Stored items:
----
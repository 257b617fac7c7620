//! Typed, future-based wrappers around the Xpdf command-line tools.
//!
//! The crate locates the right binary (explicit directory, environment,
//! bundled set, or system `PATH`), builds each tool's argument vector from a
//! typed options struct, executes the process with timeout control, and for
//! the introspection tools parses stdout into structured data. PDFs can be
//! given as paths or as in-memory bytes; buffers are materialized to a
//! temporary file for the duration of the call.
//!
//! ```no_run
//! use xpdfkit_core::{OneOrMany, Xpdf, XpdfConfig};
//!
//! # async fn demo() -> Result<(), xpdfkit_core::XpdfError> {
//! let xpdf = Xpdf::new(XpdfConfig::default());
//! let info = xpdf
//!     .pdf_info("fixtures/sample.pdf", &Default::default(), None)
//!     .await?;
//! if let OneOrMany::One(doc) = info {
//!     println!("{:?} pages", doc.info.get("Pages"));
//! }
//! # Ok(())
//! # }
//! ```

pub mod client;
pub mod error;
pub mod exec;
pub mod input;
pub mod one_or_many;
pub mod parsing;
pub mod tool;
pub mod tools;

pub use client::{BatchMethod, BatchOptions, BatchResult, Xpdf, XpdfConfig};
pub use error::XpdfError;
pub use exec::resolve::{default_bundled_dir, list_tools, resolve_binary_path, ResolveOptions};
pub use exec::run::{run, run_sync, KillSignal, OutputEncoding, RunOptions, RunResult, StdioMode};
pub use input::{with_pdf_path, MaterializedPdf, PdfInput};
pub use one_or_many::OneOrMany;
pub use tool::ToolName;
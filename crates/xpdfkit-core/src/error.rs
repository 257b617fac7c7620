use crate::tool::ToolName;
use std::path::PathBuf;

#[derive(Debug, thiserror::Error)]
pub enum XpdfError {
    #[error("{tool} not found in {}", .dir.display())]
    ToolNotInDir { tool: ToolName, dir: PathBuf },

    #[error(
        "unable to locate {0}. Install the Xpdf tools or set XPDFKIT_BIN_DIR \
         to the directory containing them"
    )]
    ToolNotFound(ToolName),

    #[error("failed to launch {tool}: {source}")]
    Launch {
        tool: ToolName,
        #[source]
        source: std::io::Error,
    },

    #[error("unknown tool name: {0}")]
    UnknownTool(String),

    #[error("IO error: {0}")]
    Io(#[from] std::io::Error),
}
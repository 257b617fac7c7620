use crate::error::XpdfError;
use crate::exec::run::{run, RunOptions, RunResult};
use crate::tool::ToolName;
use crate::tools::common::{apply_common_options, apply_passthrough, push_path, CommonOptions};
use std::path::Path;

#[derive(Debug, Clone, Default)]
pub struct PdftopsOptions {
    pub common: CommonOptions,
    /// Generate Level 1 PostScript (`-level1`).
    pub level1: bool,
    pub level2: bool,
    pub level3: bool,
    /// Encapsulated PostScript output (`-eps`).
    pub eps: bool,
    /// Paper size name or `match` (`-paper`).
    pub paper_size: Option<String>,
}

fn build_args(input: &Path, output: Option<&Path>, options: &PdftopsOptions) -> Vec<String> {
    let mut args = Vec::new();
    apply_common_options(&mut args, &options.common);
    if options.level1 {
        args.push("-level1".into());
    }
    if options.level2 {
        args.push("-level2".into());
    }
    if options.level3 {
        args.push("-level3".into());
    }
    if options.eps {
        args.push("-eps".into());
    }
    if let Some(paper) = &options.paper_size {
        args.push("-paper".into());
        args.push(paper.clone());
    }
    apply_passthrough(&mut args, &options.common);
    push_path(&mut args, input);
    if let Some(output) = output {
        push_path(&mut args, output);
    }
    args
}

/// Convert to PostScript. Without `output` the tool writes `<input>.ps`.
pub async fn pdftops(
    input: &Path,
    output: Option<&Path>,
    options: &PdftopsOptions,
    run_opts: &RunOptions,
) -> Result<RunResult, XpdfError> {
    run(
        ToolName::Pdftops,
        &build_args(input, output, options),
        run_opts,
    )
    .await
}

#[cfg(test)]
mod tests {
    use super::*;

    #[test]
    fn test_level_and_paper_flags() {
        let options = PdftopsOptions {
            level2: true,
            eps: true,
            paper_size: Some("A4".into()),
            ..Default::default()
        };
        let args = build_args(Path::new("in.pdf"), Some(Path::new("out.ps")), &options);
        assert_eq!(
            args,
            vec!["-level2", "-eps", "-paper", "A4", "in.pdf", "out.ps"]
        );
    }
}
----
**Work instructions:**
Please copy out every entry word for word.

**Exercise solution:**
repository 257b617fac7c7620
//! Typed, future-based wrappers around the Xpdf command-line tools.
//!
//! The crate locates the right binary (explicit directory, environment,
//! bundled set, or system `PATH`), builds each tool's argument vector from a
//! typed options struct, executes the process with timeout control, and for
//! the introspection tools parses stdout into structured data. PDFs can be
//! given as paths or as in-memory bytes; buffers are materialized to a
//! temporary file for the duration of the call.
//!
//! ```no_run
//! use xpdfkit_core::{OneOrMany, Xpdf, XpdfConfig};
//!
//! # async fn demo() -> Result<(), xpdfkit_core::XpdfError> {
//! let xpdf = Xpdf::new(XpdfConfig::default());
//! let info = xpdf
//!     .pdf_info("fixtures/sample.pdf", &Default::default(), None)
//!     .await?;
//! if let OneOrMany::One(doc) = info {
//!     println!("{:?} pages", doc.info.get("Pages"));
//! }
//! # Ok(())
//! # }
//! ```

pub mod client;
pub mod error;
pub mod exec;
pub mod input;
pub mod one_or_many;
pub mod parsing;
pub mod tool;
pub mod tools;

pub use client::{BatchMethod, BatchOptions, BatchResult, Xpdf, XpdfConfig};
pub use error::XpdfError;
pub use exec::resolve::{default_bundled_dir, list_tools, resolve_binary_path, ResolveOptions};
pub use exec::run::{run, run_sync, KillSignal, OutputEncoding, RunOptions, RunResult, StdioMode};
pub use input::{with_pdf_path, MaterializedPdf, PdfInput};
pub use one_or_many::OneOrMany;
pub use tool::ToolName;
filename crates/xpdfkit-core/src/error.rs
repository 257b617fac7c7620
use crate::tool::ToolName;
use std::path::PathBuf;

#[derive(Debug, thiserror::Error)]
pub enum XpdfError {
    #[error("{tool} not found in {}", .dir.display())]
    ToolNotInDir { tool: ToolName, dir: PathBuf },

    #[error(
        "unable to locate {0}. Install the Xpdf tools or set XPDFKIT_BIN_DIR \
         to the directory containing them"
    )]
    ToolNotFound(ToolName),

    #[error("failed to launch {tool}: {source}")]
    Launch {
        tool: ToolName,
        #[source]
        source: std::io::Error,
    },

    #[error("unknown tool name: {0}")]
    UnknownTool(String),

    #[error("IO error: {0}")]
    Io(#[from] std::io::Error),
}
repository 257b617fac7c7620
use crate::error::XpdfError;
use crate::exec::run::{run, RunOptions, RunResult};
use crate::tool::ToolName;
use crate::tools::common::{apply_common_options, apply_passthrough, push_path, CommonOptions};
use std::path::Path;

#[derive(Debug, Clone, Default)]
pub struct PdftopsOptions {
    pub common: CommonOptions,
    /// Generate Level 1 PostScript (`-level1`).
    pub level1: bool,
    pub level2: bool,
    pub level3: bool,
    /// Encapsulated PostScript output (`-eps`).
    pub eps: bool,
    /// Paper size name or `match` (`-paper`).
    pub paper_size: Option<String>,
}

fn build_args(input: &Path, output: Option<&Path>, options: &PdftopsOptions) -> Vec<String> {
    let mut args = Vec::new();
    apply_common_options(&mut args, &options.common);
    if options.level1 {
        args.push("-level1".into());
    }
    if options.level2 {
        args.push("-level2".into());
    }
    if options.level3 {
        args.push("-level3".into());
    }
    if options.eps {
        args.push("-eps".into());
    }
    if let Some(paper) = &options.paper_size {
        args.push("-paper".into());
        args.push(paper.clone());
    }
    apply_passthrough(&mut args, &options.common);
    push_path(&mut args, input);
    if let Some(output) = output {
        push_path(&mut args, output);
    }
    args
}

/// Convert to PostScript. Without `output` the tool writes `<input>.ps`.
pub async fn pdftops(
    input: &Path,
    output: Option<&Path>,
    options: &PdftopsOptions,
    run_opts: &RunOptions,
) -> Result<RunResult, XpdfError> {
    run(
        ToolName::Pdftops,
        &build_args(input, output, options),
        run_opts,
    )
    .await
}

#[cfg(test)]
mod tests {
    use super::*;

    #[test]
    fn test_level_and_paper_flags() {
        let options = PdftopsOptions {
            level2: true,
            eps: true,
            paper_size: Some("A4".into()),
            ..Default::default()
        };
        let args = build_args(Path::new("in.pdf"), Some(Path::new("out.ps")), &options);
        assert_eq!(
            args,
            vec!["-level2", "-eps", "-paper", "A4", "in.pdf", "out.ps"]
        );
    }
}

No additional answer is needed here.